SOURCE: VSB Bancorp

October 14, 2015 09:30 ET

VSB Bancorp, Inc. Third Quarter 2015 Results of Operations

STATEN ISLAND, NY--(Marketwired - Oct 14, 2015) -  VSB Bancorp, Inc. (OTCQX: VSBN) reported net income of $502,422 for the third quarter of 2015, a decrease of $43,895 from the third quarter of 2014. The following unaudited figures were released today. Pre-tax income was $772,894 in the third quarter of 2015, a decrease of $207,123 or 21.1%, as compared to $980,017 for the third quarter of 2014. Net income for the quarter was $502,422, or basic income of $0.29 per common share, compared to a net income of $546,317, or $0.31 basic income per common share, for the quarter ended September 30, 2014. Return on average assets increased to 0.59% in the third quarter of 2015 as compared to 0.50% in the third quarter of 2014, while return on average equity increased to 6.49% from 5.14%, in the same period.

VSB Bancorp, Inc. ("Bancorp") is implementing a strategy to increase interest income while not taking excessive interest rate risk in the event that market interest rates increase. This strategy comprises a number of components. We have redeployed a portion of our overnight and short term investments into higher yielding securities investments. We are also aggressively seeking to increase our loan portfolio through a combination of outreach efforts in our community, hiring new loan business development officers to produce more loans outside of the Staten Island market, seeking prudent loans through mortgage brokers, and contacting other banks to seek to acquire participating interests in loans that the other banks originate.

These strategies are having a positive effect in 2015, as we experienced growth in our core earnings, after we factor out the effect of $388,405 of past due interest income, which we recovered during the third quarter of 2014 when we sold a non-performing loan.

The $43,895 decrease in net income was due to a decrease in interest income of $99,138, an increase in non-interest expense of $169,450, an increase in interest expense of $12,051 and a decrease in non-interest income of $11,484, partially offset by a decrease in the provision for income taxes of $163,228 and a decrease in the provision for loan losses of $85,000. The decrease in the provision for income taxes was a direct result of a change in New York City tax laws in April 2015 and New York State tax laws in December 2014. The change, which provides banks with certain exclusions for qualified loans that they make, makes it likely that we will not be subject to New York State and New York City income taxes in future periods.
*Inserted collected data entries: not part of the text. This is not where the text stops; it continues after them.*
//! # Sensor Telemetry Server
//!
//! Generates synthetic sensor readings once per tick, keeps a short persisted
//! history, and streams every new reading to connected WebSocket clients, who can
//! steer the simulated speed with `speedDelta` messages.
//!
//! ## Endpoints:
//! - `GET /api/sensors/latest` and `GET /api/sensors/history` for queries.
//! - `GET /ws` for the realtime stream.
//! - `GET /health` for liveness checks.
//!
//! Settings come from built-in defaults, `server_telemetry.conf`, environment
//! variables (`TELEMETRY_*`) and command-line arguments, in increasing priority.

use anyhow::{Context, Result};
use lib_common::telemetry::{router, AppContext, Engine, MemoryStore, ReadingStore, SqliteStore};
use std::net::SocketAddr;
use std::sync::Arc;
use tokio::signal;
use tokio_util::sync::CancellationToken;

mod telemetry_logic;
use telemetry_logic::config::{self, Settings, StorageBackend};
use telemetry_logic::logger;

#[tokio::main]
async fn main() -> Result<()> {
    let (settings, notices) = config::load_config();
    logger::setup_logging(&settings.log_dir, &settings.log_level)
        .with_context(|| format!("Failed to set up logging in {}", settings.log_dir.display()))?;
    for (level, message) in notices {
        log::log!(level, "{}", message);
    }
    settings.engine.validate().context("Invalid engine configuration")?;

    match settings.storage {
        StorageBackend::Sqlite => {
            let store = SqliteStore::open(&settings.db_path)
                .await
                .with_context(|| format!("Failed to open database {}", settings.db_path.display()))?;
            serve(settings, store).await
        }
        StorageBackend::Memory => {
            log::warn!("Using in-memory storage; history will not survive a restart.");
            serve(settings, MemoryStore::new()).await
        }
    }
}

async fn serve<S: ReadingStore>(settings: Settings, backend: S) -> Result<()> {
    let ctx = Arc::new(AppContext::new(settings.engine.clone(), backend));

    let addr = SocketAddr::from(([0, 0, 0, 0], settings.port));
    let listener = tokio::net::TcpListener::bind(addr)
        .await
        .with_context(|| format!("Failed to bind {}", addr))?;

    let engine = Engine::start(Arc::clone(&ctx)).await?;
    tokio::spawn(watch_signals(ctx.shutdown.clone()));

    log::info!("Server running at http://{}", addr);
    let shutdown = ctx.shutdown.clone();
    let served = axum::serve(listener, router(Arc::clone(&ctx)))
        .with_graceful_shutdown(async move { shutdown.cancelled().await })
        .await;

    // Drain the hand-off buffer even if the listener failed.
    ctx.shutdown.cancel();
    engine.shutdown().await;
    served.context("HTTP server failed")?;

    log::info!("Shutdown complete.");
    Ok(())
}

async fn watch_signals(shutdown: CancellationToken) {
    let ctrl_c = async {
        if let Err(e) = signal::ctrl_c().await {
            log::error!("Failed to install Ctrl-C handler: {}", e);
            std::future::pending::<()>().await;
        }
    };

    #[cfg(unix)]
    let terminate = async {
        match signal::unix::signal(signal::unix::SignalKind::terminate()) {
            Ok(mut term_signal) => {
                term_signal.recv().await;
            }
            Err(e) => {
                log::error!("Failed to install SIGTERM handler: {}", e);
                std::future::pending::<()>().await;
            }
        }
    };

    #[cfg(not(unix))]
    let terminate = std::future::pending::<()>();

    tokio::select! {
        _ = ctrl_c => log::info!("Ctrl-C received, initiating shutdown."),
        _ = terminate => log::info!("SIGTERM received, initiating shutdown."),
    }
    shutdown.cancel();
}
We had previously established a valuation allowance to reduce the net carrying value of our deferred tax asset that we had expected to realize based upon prior law. This valuation allowance was reflected as an increase in our provision for income taxes in prior periods.

An $111,189 decrease in net interest income for the third quarter of 2015 occurred primarily because our interest income decreased by $99,138, while our cost of funds increased by $12,051. After adjusting for the $388,405 one-time increase in interest income in the 2014 period, interest income on loans increased by $252,721 in the third quarter of 2015, due to a $28.8 million increase in average balance between the periods. The volume was partially offset by a 122 basis point decrease in yield, as we have booked new loans at lower rates due to the more competitive environment. Interest income on investment securities increased by $44,603, due to the $6.8 million increase in average balance and a 2 basis point increase in yield between the periods, which was partially offset by a $8,057 decrease in interest income from other earning assets (principally overnight investments) due to a $17.0 million decrease in the average balance partially offset by a 3 basis point increase in yield from the third quarter of 2014 to the third quarter of 2015. Overall, average interest-earning assets increased by $18.6 million from the third quarter of 2014 to the third quarter of 2015.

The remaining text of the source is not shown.